Part 2: Dividend and Distribution Records
Australian dividends often come with franking credits that can significantly reduce your tax bill—or even generate a refund. Gather:
- Dividend statements from all holdings showing gross dividend, franking credits, and any withholding tax
- Distribution statements from ETFs and managed funds (these can include various components like capital gains, foreign income, and AMIT cost base adjustments)
- DRP records showing reinvested dividends and the acquisition cost of new shares
- Foreign dividend records including any foreign tax withheld
ETF distributions can be particularly complex, often arriving after 30 June. Check with your fund managers for estimated distribution information if you need to make pre-EOFY decisions.

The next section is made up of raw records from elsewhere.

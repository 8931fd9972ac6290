//! Shape descriptors
//!
//! A shape descriptor is the structural contract for one resource, datatype
//! or backbone element: its fields in declaration order, each with a wire
//! representation (single, list or choice) and a value type. Descriptors are
//! plain `'static` data so a registry can be built at compile time and shared
//! freely between threads.

use tessera_models::PrimitiveType;

/// A required value set: a bound `code` field must hold one of `codes`.
#[derive(Debug)]
pub struct CodeSet {
    pub name: &'static str,
    pub codes: phf::Set<&'static str>,
}

impl CodeSet {
    pub fn contains(&self, code: &str) -> bool {
        self.codes.contains(code)
    }
}

/// The value type of a field or choice alternative.
#[derive(Debug, Clone, Copy)]
pub enum FieldType {
    Primitive(PrimitiveType),
    /// A `code` restricted to a required value set.
    Code(&'static CodeSet),
    /// A datatype or backbone element, by registry name.
    Complex(&'static str),
    /// Any resource, dispatched on its own `resourceType`.
    Resource,
    Extension,
}

impl FieldType {
    /// The primitive type when values of this type are JSON leaves.
    pub fn primitive(&self) -> Option<PrimitiveType> {
        match self {
            FieldType::Primitive(ty) => Some(*ty),
            FieldType::Code(_) => Some(PrimitiveType::Code),
            _ => None,
        }
    }
}

/// One permitted alternative of a choice field: `value` + `Quantity`.
#[derive(Debug, Clone, Copy)]
pub struct ChoiceOption {
    pub suffix: &'static str,
    pub field_type: FieldType,
}

#[derive(Debug, Clone, Copy)]
pub enum FieldKind {
    Single(FieldType),
    Choice(&'static [ChoiceOption]),
}

#[derive(Debug, Clone, Copy)]
pub struct FieldDescriptor {
    pub name: &'static str,
    pub kind: FieldKind,
    pub required: bool,
    pub repeated: bool,
}

impl FieldDescriptor {
    pub const fn required(mut self) -> Self {
        self.required = true;
        self
    }

    pub const fn repeated(mut self) -> Self {
        self.repeated = true;
        self
    }

    pub fn is_choice(&self) -> bool {
        matches!(self.kind, FieldKind::Choice(_))
    }
}

pub const fn field(name: &'static str, field_type: FieldType) -> FieldDescriptor {
    FieldDescriptor {
        name,
        kind: FieldKind::Single(field_type),
        required: false,
        repeated: false,
    }
}

pub const fn choice(name: &'static str, options: &'static [ChoiceOption]) -> FieldDescriptor {
    FieldDescriptor {
        name,
        kind: FieldKind::Choice(options),
        required: false,
        repeated: false,
    }
}

pub const fn option(suffix: &'static str, field_type: FieldType) -> ChoiceOption {
    ChoiceOption { suffix, field_type }
}

#[derive(Debug, Clone, Copy, PartialEq, Eq)]
pub enum ShapeKind {
    Resource,
    Datatype,
    Backbone,
}

#[derive(Debug)]
pub struct ShapeDescriptor {
    pub name: &'static str,
    pub kind: ShapeKind,
    /// Inherited fields (Resource, DomainResource, BackboneElement).
    pub base: &'static [FieldDescriptor],
    pub fields: &'static [FieldDescriptor],
}

impl ShapeDescriptor {
    /// All fields in declaration order, inherited ones first.
    pub fn all_fields(&self) -> impl Iterator<Item = &'static FieldDescriptor> {
        self.base.iter().chain(self.fields.iter())
    }

    pub fn field(&self, name: &str) -> Option<&'static FieldDescriptor> {
        self.all_fields().find(|f| f.name == name)
    }

    pub fn is_resource(&self) -> bool {
        self.kind == ShapeKind::Resource
    }
}

/// Builds a `ShapeDescriptor` literal for a `static` shape table.
///
/// ```rust
/// use tessera_context::shape::types::*;
/// use tessera_context::shape::{field, ShapeDescriptor};
///
/// static PERIOD: ShapeDescriptor = tessera_context::shape_descriptor!(
///     Datatype "Period" { field("start", DATE_TIME), field("end", DATE_TIME) }
/// );
/// assert_eq!(PERIOD.fields.len(), 2);
/// ```
#[macro_export]
macro_rules! shape_descriptor {
    (Datatype $name:literal { $($field:expr),* $(,)? }) => {
        $crate::shape::ShapeDescriptor {
            name: $name,
            kind: $crate::shape::ShapeKind::Datatype,
            base: &[],
            fields: &[$($field),*],
        }
    };
    (Backbone $name:literal { $($field:expr),* $(,)? }) => {
        $crate::shape::ShapeDescriptor {
            name: $name,
            kind: $crate::shape::ShapeKind::Backbone,
            base: $crate::shape::BACKBONE_BASE,
            fields: &[$($field),*],
        }
    };
    (Resource $name:literal : $base:expr, { $($field:expr),* $(,)? }) => {
        $crate::shape::ShapeDescriptor {
            name: $name,
            kind: $crate::shape::ShapeKind::Resource,
            base: $base,
            fields: &[$($field),*],
        }
    };
}

/// Shorthands for writing shape tables.
pub mod types {
    use super::FieldType;
    use tessera_models::PrimitiveType;

    pub const BOOLEAN: FieldType = FieldType::Primitive(PrimitiveType::Boolean);
    pub const INTEGER: FieldType = FieldType::Primitive(PrimitiveType::Integer);
    pub const POSITIVE_INT: FieldType = FieldType::Primitive(PrimitiveType::PositiveInt);
    pub const UNSIGNED_INT: FieldType = FieldType::Primitive(PrimitiveType::UnsignedInt);
    pub const DECIMAL: FieldType = FieldType::Primitive(PrimitiveType::Decimal);
    pub const STRING: FieldType = FieldType::Primitive(PrimitiveType::String);
    pub const CODE: FieldType = FieldType::Primitive(PrimitiveType::Code);
    pub const ID: FieldType = FieldType::Primitive(PrimitiveType::Id);
    pub const URI: FieldType = FieldType::Primitive(PrimitiveType::Uri);
    pub const URL: FieldType = FieldType::Primitive(PrimitiveType::Url);
    pub const CANONICAL: FieldType = FieldType::Primitive(PrimitiveType::Canonical);
    pub const OID: FieldType = FieldType::Primitive(PrimitiveType::Oid);
    pub const UUID: FieldType = FieldType::Primitive(PrimitiveType::Uuid);
    pub const MARKDOWN: FieldType = FieldType::Primitive(PrimitiveType::Markdown);
    pub const BASE64_BINARY: FieldType = FieldType::Primitive(PrimitiveType::Base64Binary);
    pub const XHTML: FieldType = FieldType::Primitive(PrimitiveType::Xhtml);
    pub const DATE: FieldType = FieldType::Primitive(PrimitiveType::Date);
    pub const DATE_TIME: FieldType = FieldType::Primitive(PrimitiveType::DateTime);
    pub const TIME: FieldType = FieldType::Primitive(PrimitiveType::Time);
    pub const INSTANT: FieldType = FieldType::Primitive(PrimitiveType::Instant);
    pub const RESOURCE: FieldType = FieldType::Resource;
    pub const EXTENSION: FieldType = FieldType::Extension;

    pub const fn complex(name: &'static str) -> FieldType {
        FieldType::Complex(name)
    }
}

use types::*;

/// Fields every resource inherits from `Resource`.
pub const RESOURCE_BASE: &[FieldDescriptor] = &[
    field("id", ID),
    field("meta", complex("Meta")),
    field("implicitRules", URI),
    field("language", CODE),
];

/// Fields every domain resource inherits from `Resource` and `DomainResource`.
pub const DOMAIN_RESOURCE_BASE: &[FieldDescriptor] = &[
    field("id", ID),
    field("meta", complex("Meta")),
    field("implicitRules", URI),
    field("language", CODE),
    field("text", complex("Narrative")),
    field("contained", RESOURCE).repeated(),
    field("extension", EXTENSION).repeated(),
    field("modifierExtension", EXTENSION).repeated(),
];

/// Fields every backbone element carries besides `id` and `extension`.
pub const BACKBONE_BASE: &[FieldDescriptor] = &[field("modifierExtension", EXTENSION).repeated()];

#[cfg(test)]
mod tests {
    use super::*;

    const OPTIONS: &[ChoiceOption] = &[option("Boolean", BOOLEAN), option("Integer", INTEGER)];

    static SAMPLE: ShapeDescriptor = ShapeDescriptor {
        name: "Sample",
        kind: ShapeKind::Resource,
        base: RESOURCE_BASE,
        fields: &[
            field("status", CODE).required(),
            field("note", STRING).repeated(),
            choice("multipleBirth", OPTIONS),
        ],
    };

    #[test]
    fn test_builders() {
        let f = field("name", STRING).required().repeated();
        assert!(f.required && f.repeated);
        assert!(!f.is_choice());
        assert!(choice("value", OPTIONS).is_choice());
    }

    #[test]
    fn test_all_fields_keeps_declaration_order() {
        let names: Vec<_> = SAMPLE.all_fields().map(|f| f.name).collect();
        assert_eq!(
            names,
            vec!["id", "meta", "implicitRules", "language", "status", "note", "multipleBirth"]
        );
        assert!(SAMPLE.field("status").is_some_and(|f| f.required));
        assert!(SAMPLE.field("missing").is_none());
        assert!(SAMPLE.is_resource());
    }

    #[test]
    fn test_primitive_of_field_type() {
        assert_eq!(DATE.primitive(), Some(PrimitiveType::Date));
        assert_eq!(complex("Period").primitive(), None);
        assert_eq!(EXTENSION.primitive(), None);
    }
}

Part 3: Deductible Expenses
Many investors overlook legitimate tax deductions. Review whether you can claim:
- Interest on investment loans (margin loans, home equity used for investment)

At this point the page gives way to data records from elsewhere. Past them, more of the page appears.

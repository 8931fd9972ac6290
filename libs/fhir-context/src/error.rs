//! Error types for FHIR shape registries

use thiserror::Error;

#[derive(Debug, Error, Clone, PartialEq, Eq)]
pub enum Error {
    #[error("Invalid FHIR version: {0}")]
    InvalidFhirVersion(String),
}

pub type Result<T> = std::result::Result<T, Error>;
//! Criterion benchmarks for the JSON codec

use criterion::{black_box, criterion_group, criterion_main, Criterion};
use serde_json::{json, Value};
use std::time::Duration;
use tessera_context::FhirVersion;
use tessera_format::JsonCodec;

fn custom_criterion() -> Criterion {
    Criterion::default()
        .sample_size(20)
        .warm_up_time(Duration::from_millis(100))
        .measurement_time(Duration::from_secs(1))
        .nresamples(1000)
        .noise_threshold(0.05)
}

fn fixture(name: &str) -> String {
    let path = std::path::Path::new(env!("CARGO_MANIFEST_DIR"))
        .join("tests/data/r4")
        .join(name);
    std::fs::read_to_string(&path)
        .unwrap_or_else(|e| panic!("failed to read {}: {e}", path.display()))
}

/// A searchset bundle with `n` patient entries.
fn searchset(n: usize) -> Value {
    let entries: Vec<Value> = (0..n)
        .map(|i| {
            json!({
                "fullUrl": format!("https://example.com/base/Patient/{i}"),
                "resource": {
                    "resourceType": "Patient",
                    "id": i.to_string(),
                    "name": [{"family": "Chalmers", "given": ["Peter", null], "_given": [null, {"id": "g"}]}],
                    "birthDate": "1974-12-25",
                    "deceasedBoolean": false
                },
                "search": {"mode": "match", "score": 1}
            })
        })
        .collect();
    json!({"resourceType": "Bundle", "type": "searchset", "total": n, "entry": entries})
}

fn bench_decode(c: &mut Criterion) {
    let codec = JsonCodec::for_version(FhirVersion::R4);
    let patient = fixture("patient-example.json");
    let observation = fixture("observation-vitals.json");

    c.bench_function("decode_patient", |b| {
        b.iter(|| codec.decode(black_box(&patient), None).unwrap())
    });
    c.bench_function("decode_observation", |b| {
        b.iter(|| codec.decode(black_box(&observation), None).unwrap())
    });
}

fn bench_encode(c: &mut Criterion) {
    let codec = JsonCodec::for_version(FhirVersion::R4);
    let patient = codec
        .decode(&fixture("patient-example.json"), None)
        .unwrap();

    c.bench_function("encode_patient", |b| {
        b.iter(|| codec.encode(black_box(&patient)))
    });
}

fn bench_large_bundle(c: &mut Criterion) {
    let codec = JsonCodec::for_version(FhirVersion::R4);
    let bundle = searchset(500);
    let decoded = codec.decode_value(&bundle, None).unwrap();

    c.bench_function("decode_bundle_500", |b| {
        b.iter(|| codec.decode_value(black_box(&bundle), None).unwrap())
    });
    c.bench_function("encode_bundle_500", |b| {
        b.iter(|| codec.encode_value(black_box(&decoded)))
    });
}

criterion_group! {
    name = benches;
    config = custom_criterion();
    targets =
        bench_decode,
        bench_encode,
        bench_large_bundle
}
criterion_main!(benches);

- Financial adviser fees (ongoing advice fees, but not initial establishment fees)
- Subscription costs for investment publications, research services, and portfolio tracking tools
- Internet and phone costs (proportion used for managing investments)
- Travel expenses to attend AGMs (for substantial shareholders)
Keep all receipts and ensure you can demonstrate the expense was directly related to earning investment income.
Part 4: Tax-Loss Harvesting Opportunities
Before 30 June, review your portfolio for tax-loss harvesting opportunities:
- Identify underperforming positions with unrealized losses
- Calculate potential tax savings by offsetting losses against gains
- Consider the "wash sale" implications if you intend to repurchase similar assets
- Document your rationale for any end-of-year sales
Tax-loss harvesting can be a powerful strategy, but it must be done for genuine commercial reasons, not solely for tax purposes.
Part 5: Record Keeping Best Practices
The ATO requires you to keep investment records for at least five years after you sell the asset. Your records should include:
- Purchase contracts and confirmations
- Dividend reinvestment statements
- Corporate action documentation
- Annual tax statements from brokers
- Any professional advice received
Using a dedicated portfolio tracker ensures these records are automatically maintained and easily accessible when you need them.
Final Week Checklist
In the final week before 30 June:
- Download all broker statements and transaction histories
- Reconcile your records with broker-provided tax summaries
- Execute any planned tax-loss harvesting trades (allow settlement time)
- Make any super contributions you've been planning
- Review your marginal tax rate and pre-pay deductible expenses if beneficial
After 30 June
Your EOFY work isn't quite done on 1 July:
- Wait for final distribution statements from ETFs and managed funds (usually available by late August)
- Reconcile ATO pre-fill data with your own records
- Consider lodging early if you're expecting a refund
- Lodge by 31 October if self-preparing, or by your tax agent's deadline if using professional assistance
A well-organized approach to EOFY makes tax time straightforward and ensures you're claiming every deduction you're entitled to.